First, you look online at sites like Geocaching Website, and obtain the longitude and latitude for some of the hides in your area. Next, enter the coordinates in your GPS and then you are then ready to search for the treasure. Ok, so treasure is maybe a bit misleading in that the caches with hidden containers (some are just virtual) could be anything from a small sheet of paper rolled into a test tube to trinkets hidden in a shoe box-sized container. Once a cache is located, the finder(s) is then permitted take a trinket from the box, as long as something is left in return.

Treasure boxes are hidden worldwide and can be found in forests, urban areas, and even underwater. The older kid loves geocaching and it has allowed us to spend quality time together while discovering trails and other hidden areas close to our residence that we never knew existed (only one local police encounter for us).

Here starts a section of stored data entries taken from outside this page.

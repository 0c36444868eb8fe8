//! Driving port for the credit ledger use-cases.
//!
//! Inbound adapters call this port with an already-authenticated user id.
//! Failures are domain [`Error`]s: `not_found` for unknown accounts,
//! `insufficient_credits` when a deduction cannot be paid for.

use async_trait::async_trait;

use crate::domain::{CreditBalance, Credits, Error, UserId};

/// Read, check and deduct operations over a single account balance.
#[cfg_attr(test, mockall::automock)]
#[async_trait]
pub trait CreditLedger: Send + Sync {
    /// Current balance, prediction count and derived remaining predictions.
    async fn balance(&self, user_id: &UserId) -> Result<CreditBalance, Error>;

    /// Whether the balance covers `cost`. Advisory only; never a substitute
    /// for the check inside [`CreditLedger::deduct`].
    async fn has_sufficient_credits(&self, user_id: &UserId, cost: Credits)
    -> Result<bool, Error>;

    /// Atomically deduct `amount` and count one prediction.
    async fn deduct(&self, user_id: &UserId, amount: Credits) -> Result<CreditBalance, Error>;
}
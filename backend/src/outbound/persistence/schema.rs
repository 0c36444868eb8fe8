//! Diesel table definitions for the PostgreSQL schema.
//!
//! These definitions must match `backend/migrations` exactly. Regenerate with
//! `diesel print-schema` after changing a migration.

diesel::table! {
    /// Registered accounts and their credit ledger state.
    users (id) {
        /// Primary key: UUID v4 identifier.
        id -> Uuid,
        /// Display name chosen at signup (2-64 characters).
        name -> Varchar,
        /// Lower-cased login email, unique.
        email -> Varchar,
        /// Argon2id PHC string.
        password_hash -> Text,
        /// Balance in hundredths of a credit, never negative.
        credit_hundredths -> Int8,
        /// Number of paid predictions, never negative.
        total_predictions -> Int8,
        created_at -> Timestamptz,
    }
}
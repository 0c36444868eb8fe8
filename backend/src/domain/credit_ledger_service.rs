//! Credit ledger domain service.
//!
//! Implements [`CreditLedger`] over an [`AccountRepository`]. The service adds
//! no locking of its own: deduction safety comes entirely from the
//! repository's conditional update, so a prior eligibility check is never
//! required.

use std::sync::Arc;

use async_trait::async_trait;
use serde_json::json;
use tracing::{debug, info};

use crate::domain::ports::{
    AccountRepository, AccountRepositoryError, CreditLedger, DeductionOutcome,
};
use crate::domain::{CreditBalance, Credits, Error, UserId};

/// Credit ledger service implementing the driving port.
#[derive(Clone)]
pub struct CreditLedgerService<R> {
    accounts: Arc<R>,
}

impl<R> CreditLedgerService<R> {
    /// Create a new service over the given repository.
    pub fn new(accounts: Arc<R>) -> Self {
        Self { accounts }
    }
}

/// Map driven-port failures onto the domain error taxonomy.
pub(crate) fn map_repository_error(error: AccountRepositoryError) -> Error {
    match error {
        AccountRepositoryError::Connection { message } => {
            Error::service_unavailable(format!("account repository unavailable: {message}"))
        }
        AccountRepositoryError::Query { message } => {
            Error::internal(format!("account repository error: {message}"))
        }
        AccountRepositoryError::DuplicateEmail { .. } => {
            Error::conflict("an account with this email already exists")
        }
    }
}

pub(crate) fn account_not_found() -> Error {
    Error::not_found("account not found")
}

fn insufficient_credits(balance: CreditBalance, required: Credits) -> Error {
    Error::insufficient_credits("Insufficient credits").with_details(json!({
        "credits": balance.credits(),
        "required": required,
    }))
}

impl<R> CreditLedgerService<R>
where
    R: AccountRepository,
{
    async fn load_balance(&self, user_id: &UserId) -> Result<CreditBalance, Error> {
        self.accounts
            .find_by_id(user_id)
            .await
            .map_err(map_repository_error)?
            .map(|account| account.balance())
            .ok_or_else(account_not_found)
    }
}

#[async_trait]
impl<R> CreditLedger for CreditLedgerService<R>
where
    R: AccountRepository,
{
    async fn balance(&self, user_id: &UserId) -> Result<CreditBalance, Error> {
        self.load_balance(user_id).await
    }

    async fn has_sufficient_credits(
        &self,
        user_id: &UserId,
        cost: Credits,
    ) -> Result<bool, Error> {
        let balance = self.load_balance(user_id).await?;
        Ok(balance.credits().covers(cost))
    }

    async fn deduct(&self, user_id: &UserId, amount: Credits) -> Result<CreditBalance, Error> {
        if amount.is_zero() {
            return Err(Error::invalid_request("deduction amount must be positive")
                .with_details(json!({ "field": "amount", "code": "zero_amount" })));
        }

        let outcome = self
            .accounts
            .try_deduct(user_id, amount)
            .await
            .map_err(map_repository_error)?;

        match outcome {
            DeductionOutcome::Applied(balance) => {
                info!(
                    user_id = %user_id,
                    amount = %amount,
                    credits = %balance.credits(),
                    total_predictions = balance.total_predictions(),
                    "credits deducted"
                );
                Ok(balance)
            }
            DeductionOutcome::Insufficient(balance) => {
                debug!(
                    user_id = %user_id,
                    amount = %amount,
                    credits = %balance.credits(),
                    "deduction refused: insufficient credits"
                );
                Err(insufficient_credits(balance, amount))
            }
            DeductionOutcome::AccountMissing => Err(account_not_found()),
        }
    }
}

#[cfg(test)]
#[path = "credit_ledger_service_tests.rs"]
mod tests;
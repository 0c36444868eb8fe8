//! Credit ledger HTTP handlers.
//!
//! ```text
//! GET /api/v1/user/credits
//! POST /api/v1/user/credits/check
//! POST /api/v1/user/credits/deduct
//! ```
//!
//! Every prediction costs [`UNIT_COST`]. The check endpoint is advisory; only
//! the deduct endpoint guarantees the balance covers the charge.

use actix_web::{get, post, web};
use serde::{Deserialize, Serialize};
use utoipa::ToSchema;

use crate::domain::{CreditBalance, Error, UNIT_COST};
use crate::inbound::http::ApiResult;
use crate::inbound::http::auth::AuthenticatedUser;
use crate::inbound::http::state::HttpState;

/// Response for `GET /api/v1/user/credits`.
#[derive(Debug, Serialize, Deserialize, ToSchema)]
#[serde(rename_all = "camelCase")]
pub struct CreditsResponse {
    #[schema(example = 4.0)]
    pub credits: f64,
    pub total_predictions: u64,
    #[schema(example = 100)]
    pub remaining_predictions: u64,
}

impl From<CreditBalance> for CreditsResponse {
    fn from(balance: CreditBalance) -> Self {
        Self {
            credits: balance.credits().as_decimal(),
            total_predictions: balance.total_predictions(),
            remaining_predictions: balance.remaining_predictions(),
        }
    }
}

/// Response for `POST /api/v1/user/credits/check`.
#[derive(Debug, Serialize, Deserialize, ToSchema)]
#[serde(rename_all = "camelCase")]
pub struct CreditCheckResponse {
    pub has_enough_credits: bool,
    pub credits: f64,
    #[schema(example = 0.04)]
    pub required: f64,
}

/// Response for `POST /api/v1/user/credits/deduct`.
#[derive(Debug, Serialize, Deserialize, ToSchema)]
#[serde(rename_all = "camelCase")]
pub struct DeductResponse {
    #[schema(example = "Credits deducted successfully")]
    pub message: String,
    pub credits: f64,
    pub remaining_predictions: u64,
}

/// Current balance of the caller.
#[utoipa::path(
    get,
    path = "/api/v1/user/credits",
    responses(
        (status = 200, description = "Credit balance", body = CreditsResponse),
        (status = 401, description = "Unauthorised", body = Error),
        (status = 404, description = "Account not found", body = Error),
        (status = 503, description = "Store unavailable", body = Error),
        (status = 500, description = "Internal server error", body = Error)
    ),
    tags = ["credits"],
    operation_id = "getCredits",
    security(("bearerAuth" = []))
)]
#[get("/user/credits")]
pub async fn get_credits(
    state: web::Data<HttpState>,
    user: AuthenticatedUser,
) -> ApiResult<web::Json<CreditsResponse>> {
    let balance = state.ledger.balance(user.user_id()).await?;
    Ok(web::Json(CreditsResponse::from(balance)))
}

/// Whether the caller can pay for one prediction.
///
/// Eligibility and the reported balance come from one snapshot. The answer
/// may be stale by the time a deduction runs.
#[utoipa::path(
    post,
    path = "/api/v1/user/credits/check",
    responses(
        (status = 200, description = "Eligibility", body = CreditCheckResponse),
        (status = 401, description = "Unauthorised", body = Error),
        (status = 404, description = "Account not found", body = Error),
        (status = 500, description = "Internal server error", body = Error)
    ),
    tags = ["credits"],
    operation_id = "checkCredits",
    security(("bearerAuth" = []))
)]
#[post("/user/credits/check")]
pub async fn check_credits(
    state: web::Data<HttpState>,
    user: AuthenticatedUser,
) -> ApiResult<web::Json<CreditCheckResponse>> {
    let balance = state.ledger.balance(user.user_id()).await?;
    Ok(web::Json(CreditCheckResponse {
        has_enough_credits: balance.credits().covers(UNIT_COST),
        credits: balance.credits().as_decimal(),
        required: UNIT_COST.as_decimal(),
    }))
}

/// Charge the caller for one prediction.
#[utoipa::path(
    post,
    path = "/api/v1/user/credits/deduct",
    responses(
        (status = 200, description = "Credits deducted", body = DeductResponse),
        (status = 401, description = "Unauthorised", body = Error),
        (status = 403, description = "Insufficient credits", body = Error),
        (status = 404, description = "Account not found", body = Error),
        (status = 503, description = "Store unavailable", body = Error),
        (status = 500, description = "Internal server error", body = Error)
    ),
    tags = ["credits"],
    operation_id = "deductCredits",
    security(("bearerAuth" = []))
)]
#[post("/user/credits/deduct")]
pub async fn deduct_credits(
    state: web::Data<HttpState>,
    user: AuthenticatedUser,
) -> ApiResult<web::Json<DeductResponse>> {
    let balance = state.ledger.deduct(user.user_id(), UNIT_COST).await?;
    Ok(web::Json(DeductResponse {
        message: "Credits deducted successfully".to_owned(),
        credits: balance.credits().as_decimal(),
        remaining_predictions: balance.remaining_predictions(),
    }))
}
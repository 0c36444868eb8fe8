//! Domain ports and supporting types for the hexagonal boundary.
//!
//! Driving ports (`CreditLedger`, `SignupService`, `LoginService`,
//! `UserProfileQuery`) are called by inbound adapters and fail with the domain
//! [`Error`](crate::domain::Error). Driven ports (`AccountRepository`,
//! `CredentialHasher`, `TokenIssuer`, `TokenVerifier`) are implemented by
//! outbound adapters and expose their own typed errors.

mod macros;
pub(crate) use macros::define_port_error;

mod account_repository;
mod credential_hasher;
mod credit_ledger;
mod login_service;
mod signup_service;
mod token_service;
mod user_profile_query;

#[cfg(test)]
pub use account_repository::MockAccountRepository;
pub use account_repository::{
    AccountRepository, AccountRepositoryError, DeductionOutcome, StoredCredentials,
};
#[cfg(test)]
pub use credential_hasher::MockCredentialHasher;
pub use credential_hasher::{CredentialHasher, CredentialHasherError};
#[cfg(test)]
pub use credit_ledger::MockCreditLedger;
pub use credit_ledger::CreditLedger;
#[cfg(test)]
pub use login_service::MockLoginService;
pub use login_service::LoginService;
#[cfg(test)]
pub use signup_service::MockSignupService;
pub use signup_service::SignupService;
#[cfg(test)]
pub use token_service::{MockTokenIssuer, MockTokenVerifier};
pub use token_service::{TokenIssuer, TokenServiceError, TokenVerifier};
#[cfg(test)]
pub use user_profile_query::MockUserProfileQuery;
pub use user_profile_query::UserProfileQuery;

I also have a cache that I hid in cooperation with a local historical society that wanted to increase a site's visibility and attract new visitors (near where the photo at the top of this post was taken). In the first 6 months after planting the cache for them, more than 50 individual seekers and families from near and far reported finding it. As Ms. Barnes states, the hobby is an excellent way to involve families in outdoor exercise and reduce couch-potatoism.

Unfortunately, for Hugo, MN this morning, it is a balmy negative eight degrees...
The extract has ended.